その瞳は青……ううん、すごく深みのある藍色。
開いた縁側から漏れる淡い月明かりに照らされ、あたしを横抱きにしたままどこかぼんやりと佇む、不思議な少年は。
「仙里……」
いつの間にか階段を降りていた葉玖が、少年に向けて呟くように言った。
それに反応して“仙里”と呼ばれた少年が顔を上げる。
その時、再びリンと涼やかな音が響いた。
そこでやっと音の源に気付いた。
少し癖のある長めの黒髪をハーフアップ纏めている、濃紺の紐。
その紐の先で音を奏でる、小さな金色の鈴が二つ。
「──…あ、やっぱり、葉玖だ」
中性的な声で、やっぱりどこかぼんやりとした口調の彼は、背の高い葉玖をゆったりした動きで見上げた。
視線を向けられた葉玖は、明らかに戸惑った様子でいる。
「何故、このような所に…?」
「ん……散歩」
一瞬、考え込むような素振りを見せたあと、今まで無表情だった彼がふわりと和やかな笑みを浮かべた。

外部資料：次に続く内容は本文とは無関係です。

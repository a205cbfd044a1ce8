//! Mobile top-up command.

use rust_decimal::Decimal;

use rahat_core::{Money, PaymentMethod};
use rahat_storefront::topup::TopUpRequest;
use rahat_storefront::{Storefront, StorefrontError};

/// Top up `phone` by `amount` USD.
///
/// # Errors
///
/// Returns an error if the coupon or request is invalid, the wallet cannot
/// cover it, or the backend refuses it.
#[allow(clippy::print_stdout)]
pub async fn top_up(
    storefront: &Storefront,
    phone: &str,
    amount: Decimal,
    method: PaymentMethod,
    coupon: Option<&str>,
) -> Result<(), StorefrontError> {
    let mut request = TopUpRequest::new(phone, Money::usd(amount), method);
    if let Some(code) = coupon {
        request = request.with_coupon(storefront.coupon().apply(code).await?);
    }

    match request.operator() {
        Some(operator) => println!("operator: {operator}"),
        None => tracing::warn!(phone = %request.phone, "Unknown operator prefix"),
    }
    println!("total:    {}", storefront.display_price(request.summary().total));

    let receipt = storefront.top_up().submit(&request).await?;
    println!(
        "{}",
        receipt.message.as_deref().unwrap_or("Top-up submitted")
    );
    Ok(())
}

「知ってる妖気を、感じて、狐火が見えたから、来てみた。そしたら……葉玖が、ここにいた」
どこか変? とでも言いたげに首を傾げた彼に、葉玖は納得したのか頷いた。
たった今述べられた理由はともかく、散歩という理由にも納得したのだろうか。
独特な片言口調の見知らぬ少年に、早く降ろしてもらいたいと思いつつも、突如変化したこの状況のおかげで冷静さが戻ってきた。

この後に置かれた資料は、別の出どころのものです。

//! Order lines.

use chrono::{DateTime, Utc};
use serde::{Deserialize, Serialize};

use rahat_core::{CouponId, Money, OrderProductId, OrderStatus, PaymentMethod, ProductId};

use super::{Product, flexible_bool, lenient_timestamp};

/// One backend order record. Checkout creates one per cart line.
#[derive(Debug, Clone, PartialEq, Serialize, Deserialize)]
pub struct OrderProduct {
    pub id: OrderProductId,
    pub pm_type: String,
    pub quantity: u32,
    pub total_price: Money,
    #[serde(default, deserialize_with = "flexible_bool")]
    pub is_paid: bool,
    pub status: OrderStatus,
    pub product_id: ProductId,
    #[serde(default)]
    pub user_id: Option<i64>,
    #[serde(default)]
    pub coupon_id: Option<CouponId>,
    #[serde(default, deserialize_with = "lenient_timestamp")]
    pub created_at: Option<DateTime<Utc>>,
    #[serde(default)]
    pub product: Option<Product>,
}

/// Body of `POST /order-products`.
#[derive(Debug, Clone, PartialEq, Eq, Serialize)]
pub struct NewOrderProduct {
    pub product_id: ProductId,
    pub pm_type: &'static str,
    pub quantity: u32,
    pub total_price: Money,
}

impl NewOrderProduct {
    /// A single-unit order for `product_id` at `price`.
    #[must_use]
    pub const fn single(product_id: ProductId, payment: PaymentMethod, price: Money) -> Self {
        Self {
            product_id,
            pm_type: payment.tag(),
            quantity: 1,
            total_price: price,
        }
    }
}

一端途切れた二人の会話を見計らって、自分を横抱きにしている彼に告げる。
「あの、助けてくれてありがとう。だけどもう降ろしてくれて構わないから」
他人の家に勝手に上がった彼にお礼を言うのはどうかと思ったけど、助けられたのは事実だ。
それに、彼にそういう常識的な概念があるのかどうか怪しいし、あたしはこの家に愛着なんて無いから。
「ん、平気…?」
「うん、大丈夫だから」
思い切り初対面なのに、やけに心配されて、歯痒くて。
深みのある藍色の瞳から意識的に顔を逸らして頷いた。
「じゃあ、降ろすね」
そう言って、彼がゆっくりと降ろしてくれた──次の瞬間。
床に着いた片方の足首に激痛が走った。
自身を支えきれなくて、再び身体が傾いてしまう。